Historical accounts attribute the deaths of many laborers to Anikst's administrative approach. He reportedly ignored safety protocols and medical services entirely. Furthermore, the provision of fuel for the workers was dismissed as a "luxury," and food rations were so insufficient that workers were often physically unable to perform their duties.

Due to the catastrophic population losses of the Russian Civil War and mass emigration, the country faced a severe labor shortage. To address this, Anikst introduced a bill to recruit foreign workers. The project was approved and granted significant funding. Initially, Anikst proposed recruiting European and American workers by appealing to their "class solidarity", though few responded to the call. Following this failure, an attempt was made to recruit Chinese laborers abroad, which also proved unsuccessful. Subsequently, Anikst adopted a more coercive strategy:

- Forced Mobilization: He began the forced conscription of Chinese nationals already residing in the RSFSR into "socialist construction" projects.
- Prisoners of War: Former German and Austrian prisoners of war were also targeted for labor.

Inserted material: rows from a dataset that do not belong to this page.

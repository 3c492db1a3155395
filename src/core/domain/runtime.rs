//! Per-(profile, coin) runtime state: the mutable half of the state machine.

use serde::{Deserialize, Serialize};

use super::ids::MarketKey;
use super::market_view::MarketView;
use super::pending::PendingOrder;
use super::position::OpenPosition;

/// The coin's current phase in its trade lifecycle. `Resolved` is transient:
/// the engine observes it for one tick (to emit the event and update the
/// summary) and the coin then returns to `Idle`.
#[derive(Debug, Clone, Copy, PartialEq, Eq, Serialize, Deserialize)]
#[serde(rename_all = "snake_case")]
pub enum CoinState {
    Idle,
    Pending,
    Open,
    Resolving,
}

#[derive(Debug, Clone, Serialize, Deserialize)]
pub struct CoinRuntimeState {
    pub state: CoinState,
    pub last_market_key_p: Option<MarketKey>,
    pub last_market_key_k: Option<MarketKey>,
    pub pending: Option<PendingOrder>,
    pub position: Option<OpenPosition>,
    pub last_decision_ms: i64,
    pub current_view: MarketView,
}

impl CoinRuntimeState {
    #[must_use]
    pub fn new(coin: super::ids::CoinId) -> Self {
        Self {
            state: CoinState::Idle,
            last_market_key_p: None,
            last_market_key_k: None,
            pending: None,
            position: None,
            last_decision_ms: i64::MIN,
            current_view: MarketView::idle(coin),
        }
    }

    /// At most one of `{pending, position}` may be non-null (spec §8 invariant).
    #[must_use]
    pub fn invariant_holds(&self) -> bool {
        !(self.pending.is_some() && self.position.is_some())
    }
}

The initiative ultimately collapsed. The German and Austrian prisoners had to be released to avoid diplomatic conflict with Berlin, a move prioritized by Vladimir Lenin. Meanwhile, the Chinese recruits (including many honghuzi) were willing to serve in punitive detachments of the Red Army and the Cheka, but proved ineffective as manual laborers.

The project was eventually shut down and the allocated funds were written off. As a result of this failure, Anikst was removed from his post. After a period of unemployment, he was appointed Deputy Chairman of the Gosplan of the RSFSR, where he oversaw issues related to statistics and accounting.

From 1922 to 1923 he served as Deputy Chairman of the Ural Regional Economic Council. Between 1923 and 1925 he was People’s Commissar for Labor of the Ukrainian SSR and worked for the Central Committee of the miners’ trade union and the Central Committee of the builders’ trade union. From late 1925 he worked at Gosplan of the Russian SFSR, was a member of its presidium, and in the final years of his life served as Deputy Chairman. Throughout the 1920s he published regularly in the journal Voprosy Truda (Questions of Labor).

Anikst lived in Moscow, where he was arrested on 2 November 1937 during the Great Purge. He was sentenced to death on 19 March 1938 and executed by shooting on the same day. He was rehabilitated in 1956.